* REQUIREMENT
Search each line below for the word "else" and list those that contain it.

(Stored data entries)

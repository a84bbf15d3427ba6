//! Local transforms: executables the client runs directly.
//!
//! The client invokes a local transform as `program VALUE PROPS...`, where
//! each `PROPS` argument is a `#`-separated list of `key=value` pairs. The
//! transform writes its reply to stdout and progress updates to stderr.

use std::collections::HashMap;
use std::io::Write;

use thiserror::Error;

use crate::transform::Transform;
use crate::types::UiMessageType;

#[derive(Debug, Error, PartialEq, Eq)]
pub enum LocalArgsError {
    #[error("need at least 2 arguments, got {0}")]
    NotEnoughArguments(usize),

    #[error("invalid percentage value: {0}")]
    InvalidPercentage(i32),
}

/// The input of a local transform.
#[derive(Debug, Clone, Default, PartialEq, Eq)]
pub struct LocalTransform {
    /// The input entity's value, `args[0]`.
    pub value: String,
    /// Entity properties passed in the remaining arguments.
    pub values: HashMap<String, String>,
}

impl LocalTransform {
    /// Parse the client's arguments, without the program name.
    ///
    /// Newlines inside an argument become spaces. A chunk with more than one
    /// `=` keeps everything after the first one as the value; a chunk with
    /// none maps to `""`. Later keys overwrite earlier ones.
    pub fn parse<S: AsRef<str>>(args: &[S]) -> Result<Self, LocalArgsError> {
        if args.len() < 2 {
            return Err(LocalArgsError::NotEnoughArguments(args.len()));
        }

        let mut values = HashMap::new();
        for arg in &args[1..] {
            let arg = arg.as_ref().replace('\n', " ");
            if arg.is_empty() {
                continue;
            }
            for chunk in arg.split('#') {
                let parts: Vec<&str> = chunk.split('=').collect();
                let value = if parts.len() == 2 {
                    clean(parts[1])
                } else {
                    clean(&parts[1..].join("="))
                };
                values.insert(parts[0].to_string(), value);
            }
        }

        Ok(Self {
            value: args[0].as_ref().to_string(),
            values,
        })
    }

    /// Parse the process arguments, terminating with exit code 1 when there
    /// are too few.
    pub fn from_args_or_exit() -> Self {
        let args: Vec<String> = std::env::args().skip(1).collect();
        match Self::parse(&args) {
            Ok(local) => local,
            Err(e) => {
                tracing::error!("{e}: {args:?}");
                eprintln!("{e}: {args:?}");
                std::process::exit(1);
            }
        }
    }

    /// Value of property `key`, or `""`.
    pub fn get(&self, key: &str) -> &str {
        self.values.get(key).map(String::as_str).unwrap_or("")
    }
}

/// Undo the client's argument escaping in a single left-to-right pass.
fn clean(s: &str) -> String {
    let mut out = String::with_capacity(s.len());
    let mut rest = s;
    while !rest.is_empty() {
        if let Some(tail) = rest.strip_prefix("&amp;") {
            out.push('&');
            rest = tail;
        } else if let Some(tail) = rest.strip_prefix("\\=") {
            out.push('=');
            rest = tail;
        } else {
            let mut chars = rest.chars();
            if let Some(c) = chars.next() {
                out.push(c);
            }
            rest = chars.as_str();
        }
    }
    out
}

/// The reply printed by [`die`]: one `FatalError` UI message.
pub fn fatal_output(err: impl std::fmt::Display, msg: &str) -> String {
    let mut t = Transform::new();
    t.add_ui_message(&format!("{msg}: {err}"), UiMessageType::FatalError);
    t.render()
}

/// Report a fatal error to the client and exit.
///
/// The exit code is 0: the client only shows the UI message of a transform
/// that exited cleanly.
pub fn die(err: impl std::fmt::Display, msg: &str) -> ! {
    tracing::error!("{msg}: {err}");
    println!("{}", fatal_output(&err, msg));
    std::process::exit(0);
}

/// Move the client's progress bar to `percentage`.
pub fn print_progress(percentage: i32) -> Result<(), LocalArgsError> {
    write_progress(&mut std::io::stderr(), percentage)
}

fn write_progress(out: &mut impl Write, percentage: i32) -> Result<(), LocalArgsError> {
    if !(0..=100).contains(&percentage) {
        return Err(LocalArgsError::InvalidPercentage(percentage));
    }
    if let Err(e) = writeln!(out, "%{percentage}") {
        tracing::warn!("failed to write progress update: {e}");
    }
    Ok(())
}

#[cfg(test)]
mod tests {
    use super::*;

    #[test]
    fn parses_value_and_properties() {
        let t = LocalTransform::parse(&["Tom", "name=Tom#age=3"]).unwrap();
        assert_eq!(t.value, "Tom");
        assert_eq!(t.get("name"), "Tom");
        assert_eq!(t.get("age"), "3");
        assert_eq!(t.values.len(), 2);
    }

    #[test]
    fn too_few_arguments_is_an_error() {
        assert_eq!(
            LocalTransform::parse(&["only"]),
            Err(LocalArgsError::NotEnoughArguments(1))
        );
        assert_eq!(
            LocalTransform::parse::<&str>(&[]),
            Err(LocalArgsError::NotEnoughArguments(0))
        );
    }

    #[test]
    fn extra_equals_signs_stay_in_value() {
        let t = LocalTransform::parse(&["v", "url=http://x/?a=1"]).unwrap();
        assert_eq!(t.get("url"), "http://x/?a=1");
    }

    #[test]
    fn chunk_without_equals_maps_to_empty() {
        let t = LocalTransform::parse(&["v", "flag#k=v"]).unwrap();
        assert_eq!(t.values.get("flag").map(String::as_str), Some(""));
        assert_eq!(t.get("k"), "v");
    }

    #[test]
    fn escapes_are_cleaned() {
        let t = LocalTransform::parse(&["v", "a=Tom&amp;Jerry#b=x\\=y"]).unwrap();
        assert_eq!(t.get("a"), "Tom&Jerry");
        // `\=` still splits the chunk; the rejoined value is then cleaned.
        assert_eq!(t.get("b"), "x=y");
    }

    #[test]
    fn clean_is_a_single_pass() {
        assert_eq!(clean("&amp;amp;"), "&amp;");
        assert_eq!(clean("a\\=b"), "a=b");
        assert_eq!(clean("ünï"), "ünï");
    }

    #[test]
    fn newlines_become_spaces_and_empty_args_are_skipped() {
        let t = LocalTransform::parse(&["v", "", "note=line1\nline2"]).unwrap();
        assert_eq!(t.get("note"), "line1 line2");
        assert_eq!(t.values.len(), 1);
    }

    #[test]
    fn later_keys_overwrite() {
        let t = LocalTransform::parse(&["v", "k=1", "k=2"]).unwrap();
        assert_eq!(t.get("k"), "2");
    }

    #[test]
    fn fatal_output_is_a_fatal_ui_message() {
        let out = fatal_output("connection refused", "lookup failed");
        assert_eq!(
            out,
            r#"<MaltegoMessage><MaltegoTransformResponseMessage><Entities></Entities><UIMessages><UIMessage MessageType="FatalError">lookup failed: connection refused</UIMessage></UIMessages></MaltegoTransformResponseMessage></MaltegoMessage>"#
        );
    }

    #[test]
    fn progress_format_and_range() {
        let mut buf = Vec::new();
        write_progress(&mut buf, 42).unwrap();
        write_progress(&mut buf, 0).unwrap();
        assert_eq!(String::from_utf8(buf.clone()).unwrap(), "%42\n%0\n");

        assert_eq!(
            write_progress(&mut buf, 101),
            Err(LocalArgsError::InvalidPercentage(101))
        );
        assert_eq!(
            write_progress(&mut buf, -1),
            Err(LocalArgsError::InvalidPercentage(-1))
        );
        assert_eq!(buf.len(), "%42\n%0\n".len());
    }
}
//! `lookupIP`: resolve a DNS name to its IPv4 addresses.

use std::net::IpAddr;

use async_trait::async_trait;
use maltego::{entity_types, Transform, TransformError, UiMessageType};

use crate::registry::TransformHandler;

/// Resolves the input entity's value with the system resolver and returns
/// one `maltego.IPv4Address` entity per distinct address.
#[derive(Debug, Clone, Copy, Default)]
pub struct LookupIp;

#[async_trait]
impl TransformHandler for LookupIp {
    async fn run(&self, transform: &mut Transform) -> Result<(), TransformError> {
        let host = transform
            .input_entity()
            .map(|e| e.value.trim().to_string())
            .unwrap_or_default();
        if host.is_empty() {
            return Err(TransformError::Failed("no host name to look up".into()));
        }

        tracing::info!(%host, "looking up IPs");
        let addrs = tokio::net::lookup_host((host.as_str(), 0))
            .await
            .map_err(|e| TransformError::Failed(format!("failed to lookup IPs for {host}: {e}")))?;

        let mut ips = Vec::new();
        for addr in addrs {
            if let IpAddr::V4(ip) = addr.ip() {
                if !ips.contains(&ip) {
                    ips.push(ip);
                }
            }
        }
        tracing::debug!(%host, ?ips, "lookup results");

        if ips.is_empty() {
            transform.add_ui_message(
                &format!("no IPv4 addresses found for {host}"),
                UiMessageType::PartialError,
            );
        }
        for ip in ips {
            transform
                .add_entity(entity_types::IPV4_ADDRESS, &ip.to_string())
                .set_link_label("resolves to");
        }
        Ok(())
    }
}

* COMPLETED EXERCISE
                } else {
        } else if let Some(tail) = rest.strip_prefix("\\=") {
        } else {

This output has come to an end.